Why Credential Verification Matters
Anyone can make a certificate look official. A logo, a nice font, a signature graphic, a PDF export, and it passes a quick glance.
Credential verification software fixes that. It ties every certificate or badge to the real record, so an employer or licensing board can trust it without taking your word for it.
Here is how it works:
Each credential gets a unique verification link and usually a QR code.
Anyone clicks or scans and lands on a hosted page you control.
The page shows the facts: who issued it, who earned it, when, and for what.
Status stays live. If a credential is revoked or expired, the page says so.
Forgeries fail. The truth lives on the issuer's page, not in the file.
This guide compares ten platforms people shortlist to verify digital credentials. Wauld comes first, then nine well-known digital credential software tools, each with an honest pros and cons table and a side-by-side comparison. Pricing and features were checked against each platform's own website while writing.

The Problem: Trust Does Not Travel With a File
A certificate is only as trustworthy as the way it can be checked. When credentials live as loose PDFs, three things go wrong:
Files are easy to fake. Names, dates, and logos can be swapped in a graphics editor. See our guides on how to spot a fake diploma and the risks of fake diplomas.
Verification becomes manual. Without a link, confirming a credential means emailing the issuer and waiting. That does not scale for thousands of certificates a year.
Credentials get stuck. A PDF cannot be added to LinkedIn as a verifiable item, cannot be revoked after it is sent, and carries no metadata an employer's system can read.
Good credential verification software fixes all three. It makes each credential provable, checkable in seconds, portable, and revocable. Here are the ten platforms.
The 10 Best Credential Verification Software Platforms
Wauld

Wauld is a modern digital credentialing platform that covers the full lifecycle: design, issue, track, and verify.
Verification built in: every certificate or badge gets a unique verification link and QR code on a hosted page you control.
Open standards: aligns with Open Badges 3.0 and W3C Verifiable Credentials, so credentials stay portable.
Design and scale: over 1,000 templates, bulk issuance from form responses, and void or reissue from one dashboard.

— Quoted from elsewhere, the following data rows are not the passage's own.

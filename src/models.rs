//! Core data types shared across the search pipeline.

use std::collections::HashMap;
use std::fmt;
use std::time::Duration;

use serde::{Deserialize, Serialize};

/// Final status of one consulted site within a search call.
#[derive(Debug, Clone, Copy, PartialEq, Eq, Serialize, Deserialize)]
#[serde(rename_all = "snake_case")]
pub enum SiteStatus {
    /// At least one fetch succeeded and was parsed.
    Success,
    /// Every strategy ended in an anti-bot verdict.
    Blocked,
    /// Network failure, dead parse, or the deadline cut the site off.
    Error,
}

/// Price extracted from listing markup or snippet text.
#[derive(Debug, Clone, PartialEq, Serialize, Deserialize)]
pub struct Price {
    pub amount: f64,
    /// ISO-ish currency code ("USD", "EUR", ...).
    pub currency: String,
}

impl fmt::Display for Price {
    fn fmt(&self, f: &mut fmt::Formatter<'_>) -> fmt::Result {
        write!(f, "{:.2} {}", self.amount, self.currency)
    }
}

/// A candidate product image attached to a listing.
#[derive(Debug, Clone, Serialize, Deserialize)]
pub struct ImageInfo {
    pub url: String,
    pub is_valid: bool,
    pub width: u32,
    pub height: u32,
    /// Decoded format name ("jpeg", "png", ...), if the image decoded.
    pub format: Option<String>,
    /// Plausibility score in [0,1]. Zero for invalid images.
    pub score: f64,
}

impl ImageInfo {
    /// An image URL seen in markup but not yet probed.
    pub fn unchecked(url: impl Into<String>) -> Self {
        Self {
            url: url.into(),
            is_valid: false,
            width: 0,
            height: 0,
            format: None,
            score: 0.0,
        }
    }

    /// Terminal record for a URL that failed probing or decoding.
    pub fn invalid(url: impl Into<String>) -> Self {
        Self::unchecked(url)
    }

    pub fn aspect_ratio(&self) -> Option<f64> {
        if self.width == 0 || self.height == 0 {
            return None;
        }
        Some(f64::from(self.width) / f64::from(self.height))
    }
}

/// One parsed supplier listing, before and after scoring.
#[derive(Debug, Clone, Serialize, Deserialize)]
pub struct Listing {
    pub title: String,
    pub price: Option<Price>,
    /// Absolute URL of the listing page.
    pub link: String,
    /// Registry id of the originating site ("ebay", "web-search", ...).
    pub site: String,
    pub images: Vec<ImageInfo>,
    pub brand: Option<String>,
    pub part_number: Option<String>,
    pub condition: Option<String>,
    pub shipping: Option<String>,
    /// Relevance against the query, in [0,1]. Zero until scored.
    pub relevance: f64,
    /// Best image plausibility score, in [0,1]. Zero until validated.
    pub image_score: f64,
}

impl Listing {
    pub fn new(title: impl Into<String>, link: impl Into<String>, site: impl Into<String>) -> Self {
        Self {
            title: title.into(),
            price: None,
            link: link.into(),
            site: site.into(),
            images: Vec::new(),
            brand: None,
            part_number: None,
            condition: None,
            shipping: None,
            relevance: 0.0,
            image_score: 0.0,
        }
    }

    /// Case- and whitespace-insensitive key used for deduplication.
    pub fn normalized_title(&self) -> String {
        normalize_title(&self.title)
    }

    pub fn has_price(&self) -> bool {
        self.price.is_some()
    }

    pub fn has_image(&self) -> bool {
        self.images.iter().any(|i| i.is_valid)
    }
}

/// Lower-case and collapse all whitespace runs to single spaces.
pub fn normalize_title(title: &str) -> String {
    title
        .split_whitespace()
        .collect::<Vec<_>>()
        .join(" ")
        .to_lowercase()
}

/// Which fetch strategy produced an attempt.
#[derive(Debug, Clone, Copy, PartialEq, Eq, Serialize, Deserialize)]
#[serde(rename_all = "snake_case")]
pub enum FetchStrategyKind {
    Http,
    Browser,
}

impl fmt::Display for FetchStrategyKind {
    fn fmt(&self, f: &mut fmt::Formatter<'_>) -> fmt::Result {
        match self {
            Self::Http => write!(f, "http"),
            Self::Browser => write!(f, "browser"),
        }
    }
}

/// Outcome of a single fetch attempt.
#[derive(Debug, Clone, Copy, PartialEq, Eq)]
pub enum AttemptOutcome {
    Success,
    Blocked,
    Error,
}

/// Record of one fetch attempt against one site. Created per attempt, used
/// for logging and backoff decisions, then discarded.
#[derive(Debug, Clone)]
pub struct FetchAttempt {
    pub site: String,
    pub strategy: FetchStrategyKind,
    /// Zero-based attempt index within the strategy.
    pub attempt: u32,
    pub outcome: AttemptOutcome,
    pub elapsed: Duration,
}

/// The single search contract input.
#[derive(Debug, Clone, Serialize, Deserialize)]
pub struct SearchRequest {
    pub query: String,
    /// Upper bound on sites that contribute results.
    pub max_sites: usize,
    /// Upper bound on returned listings.
    pub max_results: usize,
}

impl SearchRequest {
    pub fn new(query: impl Into<String>) -> Self {
        Self {
            query: query.into(),
            max_sites: 5,
            max_results: 20,
        }
    }
}

/// The single search contract output: ranked listings plus per-site
/// diagnostics. Always produced, even when everything failed.
#[derive(Debug, Clone, Serialize, Deserialize)]
pub struct SearchResults {
    pub query: String,
    pub listings: Vec<Listing>,
    pub site_status: HashMap<String, SiteStatus>,
    pub elapsed: Duration,
}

Analytics: tracks opens, downloads, shares, and LinkedIn additions.
Pricing: free to start, no onboarding fee, public self-serve pricing. Named a SourceForge Top Performer for Digital Credential Management.
Pros | Cons |
|---|---|
All-in-one: design, issue, track, and verify in one platform | Newer name than a few legacy enterprise incumbents |
Unique verification link and QR code on every credential | Not a diploma-only, university-specific blockchain vendor |
Free to start, no onboarding fees, public self-serve pricing | |
Open Badges 3.0 and W3C Verifiable Credentials support | |
Over 1,000 templates plus recipient-level analytics |
If you want credentials people can verify and share, not just download, Wauld covers the whole job. You can start free and issue your first verifiable credential here.
2. BCdiploma
BCdiploma is a blockchain-based platform for tamper-proof, lifelong credentials.
Blockchain-anchored: each credential is written to the Ethereum blockchain for permanent verification.
Best for institutions: a strong fit for universities and certification bodies, with 250+ institutions referenced.
Pricing: custom rather than public, which suits enterprise buyers more than small teams.
Pros | Cons |
|---|---|
Blockchain-anchored, tamper-proof, lifelong verification | Custom pricing with no public self-serve tier |
Strong fit for universities and formal diplomas | Oriented to enterprise, less so to small teams |
Analytics plus LMS and SIS integrations | Setup can be heavier than lightweight tools |
3. Hyperstack
Hyperstack is a blockchain credentialing platform for certificates, badges, transcripts, and diplomas.
Free plan: 20 recipients a year.
Paid plans: $350 a year for 1,000 recipients, or $799 a year for full white labeling.
Standards: Open Badges 2.0 today, with 3.0 alignment on the roadmap.
Extras: lifetime verification at no added cost, plus many native LMS integrations.
Pros | Cons |
|---|---|
Free plan available, clear recipient-based pricing | Open Badges 2.0 today, 3.0 still on the roadmap |
Lifetime verification at no added cost | Recipient caps on lower tiers |
Many native LMS and app integrations | White labeling only on the higher tier |
4. POK
POK issues verifiable digital credentials aligned with Open Badges 3.0.
Free plan: unlimited issuance with public verification.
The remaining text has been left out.